El Ejido

Le pogrom des Marocains était "programmé"

décembre 2000.
 

Les nouvelles frontières de l’Europe sont ambivalentes. En principe hermétiques et conçues pour refouler tous les "barbares", elles sont également poreuses quand il s’agit de se procurer de la main-d’œuvre à vil prix. Une commission d’enquête vient de le constater en Andalousie, à El Ejido, là où les immigrés marocains se sont fait massacrer en février dernier.

Membres de cette commission, à laquelle participaient des délégués de huit pays (1), Ascen Uriarte et Nicholas Bell, du Forum civique européen (FCE) ainsi que Jean-Pierre Bolognini, de la Confédération paysanne, répondent à nos questions.

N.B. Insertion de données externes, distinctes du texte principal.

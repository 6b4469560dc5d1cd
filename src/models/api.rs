//! Client-facing API data models
//!
//! This module defines the request and response bodies served by the viewer
//! backend.

use crate::core::constants::source;
use serde::{Deserialize, Serialize};
use std::fmt;

/// Database a structure model comes from
#[derive(Debug, Clone, Copy, PartialEq, Eq, Hash, Serialize)]
#[serde(rename_all = "lowercase")]
pub enum StructureSource {
    AlphaFold,
    Pdb,
}

impl StructureSource {
    pub fn as_str(&self) -> &'static str {
        match self {
            StructureSource::AlphaFold => source::ALPHAFOLD,
            StructureSource::Pdb => source::PDB,
        }
    }

    /// Human readable database name used in messages
    pub fn label(&self) -> &'static str {
        match self {
            StructureSource::AlphaFold => "AlphaFold",
            StructureSource::Pdb => "PDB",
        }
    }
}

impl fmt::Display for StructureSource {
    fn fmt(&self, f: &mut fmt::Formatter<'_>) -> fmt::Result {
        f.write_str(self.as_str())
    }
}

/// Coordinate file format of a structure model
#[derive(Debug, Clone, Copy, PartialEq, Eq, Serialize)]
#[serde(rename_all = "lowercase")]
pub enum ModelFormat {
    Pdb,
    Cif,
}

impl ModelFormat {
    /// File extension, also used as the `format` value sent to the viewer
    pub fn extension(&self) -> &'static str {
        match self {
            ModelFormat::Pdb => "pdb",
            ModelFormat::Cif => "cif",
        }
    }

    pub fn content_type(&self) -> &'static str {
        match self {
            ModelFormat::Pdb => "chemical/x-pdb",
            ModelFormat::Cif => "chemical/x-mmcif",
        }
    }
}

/// POST /search request body
#[derive(Debug, Clone, Default, Deserialize)]
pub struct SearchRequest {
    #[serde(default)]
    pub query: Option<String>,
}

/// Normalized structure metadata
///
/// Unknown fields are omitted from the serialized form.
#[derive(Debug, Clone, PartialEq, Serialize)]
pub struct StructureMetadata {
    pub id: String,
    pub source: StructureSource,
    #[serde(skip_serializing_if = "Option::is_none")]
    pub name: Option<String>,
    #[serde(skip_serializing_if = "Option::is_none")]
    pub organism: Option<String>,
    #[serde(skip_serializing_if = "Option::is_none")]
    pub gene: Option<String>,
    /// Resolution in Ångström (experimental structures only)
    #[serde(skip_serializing_if = "Option::is_none")]
    pub resolution: Option<f64>,
    #[serde(skip_serializing_if = "Option::is_none")]
    pub method: Option<String>,
    /// Mean pLDDT (predicted models only)
    #[serde(skip_serializing_if = "Option::is_none")]
    pub confidence: Option<f64>,
    #[serde(skip_serializing_if = "Option::is_none")]
    pub sequence_length: Option<usize>,
    pub model_url: String,
}

impl StructureMetadata {
    /// Metadata with only the identity fields set
    pub fn new(id: impl Into<String>, source: StructureSource, model_url: impl Into<String>) -> Self {
        Self {
            id: id.into(),
            source,
            name: None,
            organism: None,
            gene: None,
            resolution: None,
            method: None,
            confidence: None,
            sequence_length: None,
            model_url: model_url.into(),
        }
    }
}

/// POST /search response body
#[derive(Debug, Clone, Serialize)]
pub struct SearchResponse {
    pub query: String,
    pub query_type: String,
    pub source: StructureSource,
    pub id: String,
    /// UniProt accession, when the model is an AlphaFold prediction
    #[serde(skip_serializing_if = "Option::is_none")]
    pub accession: Option<String>,
    /// Model URL under its historical field name
    pub pdb_url: String,
    pub model_url: String,
    pub proxy_url: String,
    #[serde(skip_serializing_if = "Option::is_none")]
    pub metadata: Option<StructureMetadata>,
}

/// GET /api/structure/{id} response body
#[derive(Debug, Clone, Serialize)]
pub struct StructureData {
    pub id: String,
    pub source: StructureSource,
    pub format: ModelFormat,
    pub model_url: String,
    pub proxy_url: String,
    #[serde(skip_serializing_if = "Option::is_none")]
    pub metadata: Option<StructureMetadata>,
}

/// Query string carrying a structure identifier
#[derive(Debug, Clone, Default, Deserialize)]
pub struct IdQuery {
    pub id: Option<String>,
}

/// GET /api/export query string
#[derive(Debug, Clone, Default, Deserialize)]
pub struct ExportQuery {
    pub id: Option<String>,
    pub format: Option<String>,
}

/// GET /proxy query string
#[derive(Debug, Clone, Default, Deserialize)]
pub struct ProxyQuery {
    pub url: Option<String>,
}
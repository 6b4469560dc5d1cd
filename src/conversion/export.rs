//! Export document rendering
//!
//! Builds the downloadable forms of a structure: the raw coordinate file in
//! PDB or mmCIF format, or a JSON document describing its metadata.

use crate::models::api::{ModelFormat, StructureMetadata};
use chrono::{DateTime, Utc};
use serde_json::{Value, json};

/// Download format requested from `/api/export`
#[derive(Debug, Clone, Copy, PartialEq, Eq)]
pub enum ExportFormat {
    Pdb,
    Cif,
    Json,
}

impl ExportFormat {
    /// Parse a `format` query value; a missing value means PDB
    pub fn parse(value: Option<&str>) -> Option<Self> {
        match value.map(|v| v.trim().to_lowercase()).as_deref() {
            None | Some("") | Some("pdb") => Some(ExportFormat::Pdb),
            Some("cif") | Some("mmcif") => Some(ExportFormat::Cif),
            Some("json") => Some(ExportFormat::Json),
            _ => None,
        }
    }

    /// Coordinate format backing this export, `None` for metadata exports
    pub fn model_format(&self) -> Option<ModelFormat> {
        match self {
            ExportFormat::Pdb => Some(ModelFormat::Pdb),
            ExportFormat::Cif => Some(ModelFormat::Cif),
            ExportFormat::Json => None,
        }
    }
}

/// File name offered to the browser for an export
pub fn attachment_filename(id: &str, format: ExportFormat) -> String {
    let id = id.trim().to_uppercase();
    match format {
        ExportFormat::Pdb => format!("{id}.pdb"),
        ExportFormat::Cif => format!("{id}.cif"),
        ExportFormat::Json => format!("{id}_metadata.json"),
    }
}

/// `Content-Disposition` header value for an attachment
pub fn content_disposition(filename: &str) -> String {
    format!("attachment; filename=\"{filename}\"")
}

/// Render the JSON metadata export document
pub fn render_metadata_export(metadata: &StructureMetadata, exported_at: DateTime<Utc>) -> Value {
    json!({
        "exported_at": exported_at.to_rfc3339(),
        "structure": metadata,
    })
}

Située dans la province d’Alméria, la zone d’El Ejido est spécialisée dans la production intensive de fruits et légumes...
Ascen Uriarte : Oui. El Ejido, où les pogroms ont eu lieu les 5, 6 et 7 février 2000, est une région productrice de légumes. Surtout de primeurs hors saison, de janvier à mars, sur 30.000 hectares de serres : une mer de plastique se confondant avec la Méditerranée. Elle exporte vers le nord de l’Europe des poivrons, des salades, des tomates... Cette activité a commencé dans les années 60 et implique des conditions de travail très dures...
Sous serre, les températures peuvent monter jusqu’à 50 degrés. On utilise beaucoup de traitements phytosanitaires dangereux. La journée peut durer 10 à 12 heures. Il n’y a pas de contrats. On embauche dans la rue... Ces conditions-là, les Andalous n’en veulent pas. Donc, on fait venir des Marocains : ils sont entre 25 et 35.000, soit 75% de la main-d’œuvre. Et pour la plupart, ils sont clandestins. Ils viennent avec des visas de touristes ou traversent la mer au péril de leur vie, par le biais des filières mafieuses.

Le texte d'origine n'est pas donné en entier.